Во-вторых, в этой незамысловатой повести ни слова не говорится о том, откуда государство возьмет эти сто долларов. С точки зрения этого анализа печатает ли оно лишние деньги или берет их в долг у людей, результат один и тот же. Но ведь в действительности, несомненно, есть разница, откуда оно их берет. Чтобы отделить бюджетную политику от кредитно-денежной, предположим, что государство берет эти сто долларов в долг, причем денежная масса остается такой же, какой она была бы в отсутствие государственных расходов. Это уместное предположение, поскольку при желании бумажную массу можно увеличить без дополнительных государственных расходов простым печатанием денег и покупкой на них выпущенных государством облигаций. Но теперь нам надо спросить, какие последствия имеет заем денег. Для анализа этой проблемы давайте предположим, что перевода денег на другие цели не происходит, так что поначалу наши сто долларов не нейтрализуются компенсирующим уменьшением частных расходов. Отметим, что государственный заем не меняет количества денег в частных руках. Правой рукой государство занимает сто долларов у одних лиц, а левой передает их тем лицам, в пользу которых направляются госрасходы. Деньги теперь у других лиц, но общее количество денег оста лось без изменения.

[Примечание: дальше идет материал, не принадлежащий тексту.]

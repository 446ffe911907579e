use chrono::{Duration, NaiveDateTime};
use rusqlite::{params, OptionalExtension, Transaction, TransactionBehavior};

use super::{Database, Observation, RecordOutcome, ScorePoint};
use crate::error::{PipelineError, Result};

const OBSERVATION_SELECT: &str = r#"
    SELECT p.id, p.photo_path, p.captured_at, a.description, a.plant_score, a.analyzed_at
    FROM ai_analysis a
    JOIN photos p ON a.photo_id = p.id
"#;

impl Database {
    /// Record the AI analysis of a photo, overwriting any previous one.
    ///
    /// Fails with [`PipelineError::Referential`] if the photo was never
    /// registered; the analysis table is left unchanged in that case.
    pub fn record_analysis(
        &self,
        photo_id: i64,
        description: &str,
        plant_score: Option<f64>,
    ) -> Result<RecordOutcome> {
        let tx = Transaction::new_unchecked(&self.conn, TransactionBehavior::Immediate)?;

        let photo_exists: bool = tx.query_row(
            "SELECT EXISTS(SELECT 1 FROM photos WHERE id = ?1)",
            [photo_id],
            |row| row.get(0),
        )?;
        if !photo_exists {
            return Err(PipelineError::Referential(photo_id));
        }

        let existing: Option<i64> = tx
            .query_row(
                "SELECT id FROM ai_analysis WHERE photo_id = ?1",
                [photo_id],
                |row| row.get(0),
            )
            .optional()?;

        tx.execute(
            r#"
            INSERT INTO ai_analysis (photo_id, description, plant_score)
            VALUES (?1, ?2, ?3)
            ON CONFLICT(photo_id) DO UPDATE SET
                description = excluded.description,
                plant_score = excluded.plant_score
            "#,
            params![photo_id, description, plant_score],
        )?;

        let outcome = match existing {
            Some(_) => RecordOutcome::Updated(photo_id),
            None => RecordOutcome::Inserted(tx.last_insert_rowid()),
        };
        tx.commit()?;

        tracing::info!(
            photo_id,
            score = ?plant_score,
            overwritten = outcome.is_update(),
            "Recorded analysis"
        );
        Ok(outcome)
    }

    /// The most recently analyzed observation, if any.
    pub fn latest_analysis(&self) -> Result<Option<Observation>> {
        let sql = format!(
            "{} ORDER BY a.analyzed_at DESC, a.id DESC LIMIT 1",
            OBSERVATION_SELECT
        );
        let observation = self
            .conn
            .query_row(&sql, [], row_to_observation)
            .optional()?;
        Ok(observation)
    }

    /// Observations analyzed within the trailing `window`, newest first.
    pub fn analyses_since(&self, window: Duration) -> Result<Vec<Observation>> {
        let modifier = format!("-{} seconds", window.num_seconds().max(0));
        let sql = format!(
            "{}
             WHERE a.analyzed_at >= strftime('%Y-%m-%d %H:%M:%f', 'now', ?1)
             ORDER BY a.analyzed_at DESC, a.id DESC",
            OBSERVATION_SELECT
        );
        let mut stmt = self.conn.prepare(&sql)?;
        let observations = stmt
            .query_map([modifier], row_to_observation)?
            .collect::<rusqlite::Result<Vec<_>>>()?;
        Ok(observations)
    }

    /// The `limit` most recently captured scores, newest first.
    ///
    /// Unscored analyses are skipped. Charting needs the reverse order; the
    /// reporter re-sorts.
    pub fn score_history(&self, limit: usize) -> Result<Vec<ScorePoint>> {
        let mut stmt = self.conn.prepare(
            r#"
            SELECT p.captured_at, a.plant_score
            FROM ai_analysis a
            JOIN photos p ON a.photo_id = p.id
            WHERE a.plant_score IS NOT NULL
            ORDER BY p.captured_at DESC, a.id DESC
            LIMIT ?1
            "#,
        )?;
        let limit = i64::try_from(limit).unwrap_or(i64::MAX);
        let points = stmt
            .query_map([limit], |row| {
                Ok(ScorePoint {
                    captured_at: row.get(0)?,
                    plant_score: row.get(1)?,
                })
            })?
            .collect::<rusqlite::Result<Vec<_>>>()?;
        Ok(points)
    }

    /// Every analysis as `(captured_at, plant_score)`, oldest capture first.
    pub fn score_series(&self) -> Result<Vec<(NaiveDateTime, Option<f64>)>> {
        let mut stmt = self.conn.prepare(
            r#"
            SELECT p.captured_at, a.plant_score
            FROM ai_analysis a
            JOIN photos p ON a.photo_id = p.id
            ORDER BY p.captured_at ASC, a.id ASC
            "#,
        )?;
        let series = stmt
            .query_map([], |row| Ok((row.get(0)?, row.get(1)?)))?
            .collect::<rusqlite::Result<Vec<_>>>()?;
        Ok(series)
    }

    /// Full history, oldest capture first.
    pub fn all_observations(&self) -> Result<Vec<Observation>> {
        let sql = format!("{} ORDER BY p.captured_at ASC, a.id ASC", OBSERVATION_SELECT);
        let mut stmt = self.conn.prepare(&sql)?;
        let observations = stmt
            .query_map([], row_to_observation)?
            .collect::<rusqlite::Result<Vec<_>>>()?;
        Ok(observations)
    }

    pub fn analysis_count(&self) -> Result<i64> {
        let count = self
            .conn
            .query_row("SELECT COUNT(*) FROM ai_analysis", [], |row| row.get(0))?;
        Ok(count)
    }
}

fn row_to_observation(row: &rusqlite::Row) -> rusqlite::Result<Observation> {
    Ok(Observation {
        photo_id: row.get(0)?,
        photo_path: row.get(1)?,
        captured_at: row.get(2)?,
        description: row.get(3)?,
        plant_score: row.get(4)?,
        analyzed_at: row.get(5)?,
    })
}

#[cfg(test)]
mod tests {
    use super::*;
    use crate::db::test_db;
    use crate::scoring::extract_plant_score;
    use chrono::NaiveDate;
    use std::path::Path;

    fn day(d: u32) -> NaiveDateTime {
        NaiveDate::from_ymd_opt(2024, 6, d)
            .unwrap()
            .and_hms_opt(8, 30, 0)
            .unwrap()
    }

    fn set_analyzed_at(db: &Database, photo_id: i64, ts: &str) {
        db.conn
            .execute(
                "UPDATE ai_analysis SET analyzed_at = ?1 WHERE photo_id = ?2",
                params![ts, photo_id],
            )
            .unwrap();
    }

    #[test]
    fn test_upsert_keeps_one_row_with_latest_fields() {
        let db = test_db();
        let photo_id = db.register_photo(Path::new("p1.jpg"), None).unwrap();

        let first = db.record_analysis(photo_id, "Looks thirsty", Some(40.0)).unwrap();
        assert!(matches!(first, RecordOutcome::Inserted(_)));

        let second = db.record_analysis(photo_id, "Recovered", Some(88.0)).unwrap();
        assert_eq!(second, RecordOutcome::Updated(photo_id));

        assert_eq!(db.analysis_count().unwrap(), 1);
        let latest = db.latest_analysis().unwrap().unwrap();
        assert_eq!(latest.description, "Recovered");
        assert_eq!(latest.plant_score, Some(88.0));
    }

    #[test]
    fn test_overwrite_can_clear_score() {
        let db = test_db();
        let photo_id = db.register_photo(Path::new("p1.jpg"), None).unwrap();
        db.record_analysis(photo_id, "Score: 70", Some(70.0)).unwrap();
        db.record_analysis(photo_id, "unclear", None).unwrap();
        assert_eq!(db.latest_analysis().unwrap().unwrap().plant_score, None);
    }

    #[test]
    fn test_unknown_photo_is_referential_error() {
        let db = test_db();
        let err = db.record_analysis(9999, "orphan", Some(50.0)).unwrap_err();
        assert!(matches!(err, PipelineError::Referential(9999)));
        assert_eq!(db.analysis_count().unwrap(), 0);
    }

    #[test]
    fn test_latest_analysis_empty_store() {
        let db = test_db();
        assert!(db.latest_analysis().unwrap().is_none());
    }

    #[test]
    fn test_latest_analysis_orders_by_analyzed_at() {
        let db = test_db();
        let old = db.register_photo(Path::new("old.jpg"), Some(day(5))).unwrap();
        let new = db.register_photo(Path::new("new.jpg"), Some(day(1))).unwrap();
        db.record_analysis(old, "old", Some(10.0)).unwrap();
        db.record_analysis(new, "new", Some(20.0)).unwrap();
        set_analyzed_at(&db, old, "2024-06-10 09:00:00.000");
        set_analyzed_at(&db, new, "2024-06-11 09:00:00.000");

        let latest = db.latest_analysis().unwrap().unwrap();
        assert_eq!(latest.photo_path, "new.jpg");
    }

    #[test]
    fn test_analyses_since_window() {
        let db = test_db();
        let stale = db.register_photo(Path::new("stale.jpg"), Some(day(1))).unwrap();
        let fresh = db.register_photo(Path::new("fresh.jpg"), Some(day(2))).unwrap();
        db.record_analysis(stale, "stale", Some(30.0)).unwrap();
        db.record_analysis(fresh, "fresh", Some(60.0)).unwrap();
        set_analyzed_at(&db, stale, "2000-01-01 00:00:00.000");

        let recent = db.analyses_since(Duration::days(7)).unwrap();
        assert_eq!(recent.len(), 1);
        assert_eq!(recent[0].photo_path, "fresh.jpg");
    }

    fn set_analyzed_ago(db: &Database, photo_id: i64, modifier: &str) {
        db.conn
            .execute(
                "UPDATE ai_analysis
                 SET analyzed_at = strftime('%Y-%m-%d %H:%M:%f', 'now', ?1)
                 WHERE photo_id = ?2",
                params![modifier, photo_id],
            )
            .unwrap();
    }

    #[test]
    fn test_analyses_since_newest_first() {
        let db = test_db();
        let first = db.register_photo(Path::new("first.jpg"), Some(day(1))).unwrap();
        let second = db.register_photo(Path::new("second.jpg"), Some(day(2))).unwrap();
        let stale = db.register_photo(Path::new("stale.jpg"), Some(day(3))).unwrap();
        db.record_analysis(first, "first", Some(30.0)).unwrap();
        db.record_analysis(second, "second", Some(60.0)).unwrap();
        db.record_analysis(stale, "stale", Some(90.0)).unwrap();

        // Reverse of insertion order.
        set_analyzed_ago(&db, first, "-1 hours");
        set_analyzed_ago(&db, second, "-2 hours");
        set_analyzed_ago(&db, stale, "-30 days");

        let recent = db.analyses_since(Duration::days(1)).unwrap();
        let paths: Vec<_> = recent.iter().map(|o| o.photo_path.as_str()).collect();
        assert_eq!(paths, vec!["first.jpg", "second.jpg"]);
    }

    #[test]
    fn test_latest_analysis_breaks_ties_by_id() {
        let db = test_db();
        let a = db.register_photo(Path::new("a.jpg"), Some(day(2))).unwrap();
        let b = db.register_photo(Path::new("b.jpg"), Some(day(1))).unwrap();
        db.record_analysis(a, "a", Some(10.0)).unwrap();
        db.record_analysis(b, "b", Some(20.0)).unwrap();
        set_analyzed_at(&db, a, "2024-06-10 09:00:00.000");
        set_analyzed_at(&db, b, "2024-06-10 09:00:00.000");

        assert_eq!(db.latest_analysis().unwrap().unwrap().photo_path, "b.jpg");

        let recent = db.analyses_since(Duration::days(36500)).unwrap();
        let paths: Vec<_> = recent.iter().map(|o| o.photo_path.as_str()).collect();
        assert_eq!(paths, vec!["b.jpg", "a.jpg"]);
    }

    #[test]
    fn test_score_history_skips_nulls_newest_first() {
        let db = test_db();
        for (name, d, score) in [
            ("a.jpg", 1, Some(50.0)),
            ("b.jpg", 2, None),
            ("c.jpg", 3, Some(70.0)),
            ("d.jpg", 4, Some(90.0)),
        ] {
            let id = db.register_photo(Path::new(name), Some(day(d))).unwrap();
            db.record_analysis(id, name, score).unwrap();
        }

        let history = db.score_history(2).unwrap();
        assert_eq!(history.len(), 2);
        assert_eq!(history[0].captured_at, day(4));
        assert_eq!(history[0].plant_score, 90.0);
        assert_eq!(history[1].captured_at, day(3));
    }

    #[test]
    fn test_score_series_is_chronological() {
        let db = test_db();
        for (name, d) in [("day3.jpg", 3), ("day1.jpg", 1), ("day2.jpg", 2)] {
            let id = db.register_photo(Path::new(name), Some(day(d))).unwrap();
            db.record_analysis(id, name, Some(d as f64 * 10.0)).unwrap();
        }

        let series = db.score_series().unwrap();
        let captured: Vec<_> = series.iter().map(|(ts, _)| *ts).collect();
        assert_eq!(captured, vec![day(1), day(2), day(3)]);
    }

    #[test]
    fn test_end_to_end_fallback_score() {
        let db = test_db();
        let photo_id = db.register_photo(Path::new("p1.jpg"), None).unwrap();
        db.record_analysis(photo_id, "Healthy, score 92", None).unwrap();

        let latest = db.latest_analysis().unwrap().unwrap();
        let score = extract_plant_score(&latest.description);
        assert_eq!(score, Some(92.0));

        db.record_analysis(photo_id, &latest.description, score).unwrap();
        let latest = db.latest_analysis().unwrap().unwrap();
        assert_eq!(latest.photo_path, "p1.jpg");
        assert_eq!(latest.plant_score, Some(92.0));
    }
}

Простой кейнсианский анализ подразумевает, что заем этих денег никоим образом не влияет на другие расходы. Это может иметь место в двух полярных случаях. Во-первых, представим, что людям абсолютно все равно, владеют ли они деньгами или облигациями, так что облигации на сто долларов можно продать без необходимости предлагать покупателю более высокий доход, чем они приносили прежде (разумеется, сто долларов — это так мало, что на практике они будут иметь ничтожное влияние на то, какую потребуют норму прибыли, но дело здесь в принципе, практические результаты которого можно увидеть, если подставить вместо ста долларов сто миллионов или миллиард). На кейнсианском жаргоне говорят, что существует «ликвидная ловушка», поэтому люди покупают облигации на «неиспользуемые деньги». Если дело обстоит не так (а оно явно не может обстоять так все время), то государству удастся продать облигации лишь в том случае, если оно предложит более высокую норму прибыли на них. Тогда более высокую норму придется платить и другим заемщикам. В общем и целом эта более высокая норма отобьет у потенциальных заемщиков охоту тратить деньги. Тут приходит черед второй полярно противоположной ситуации, при которой простой кейнсианский анализ остается в силе: если потенциальные заемщики столь твердо вознамерились тратить деньги, что никакой, даже самый резкий подъем процентной ставки не заставит их уменьшить расходы, или, выражаясь по-кейнсиански, если график предельной эффективности капиталовложений (marginal efficiency schedule of investment) абсолютно неэластичен в отношении процентной ставки.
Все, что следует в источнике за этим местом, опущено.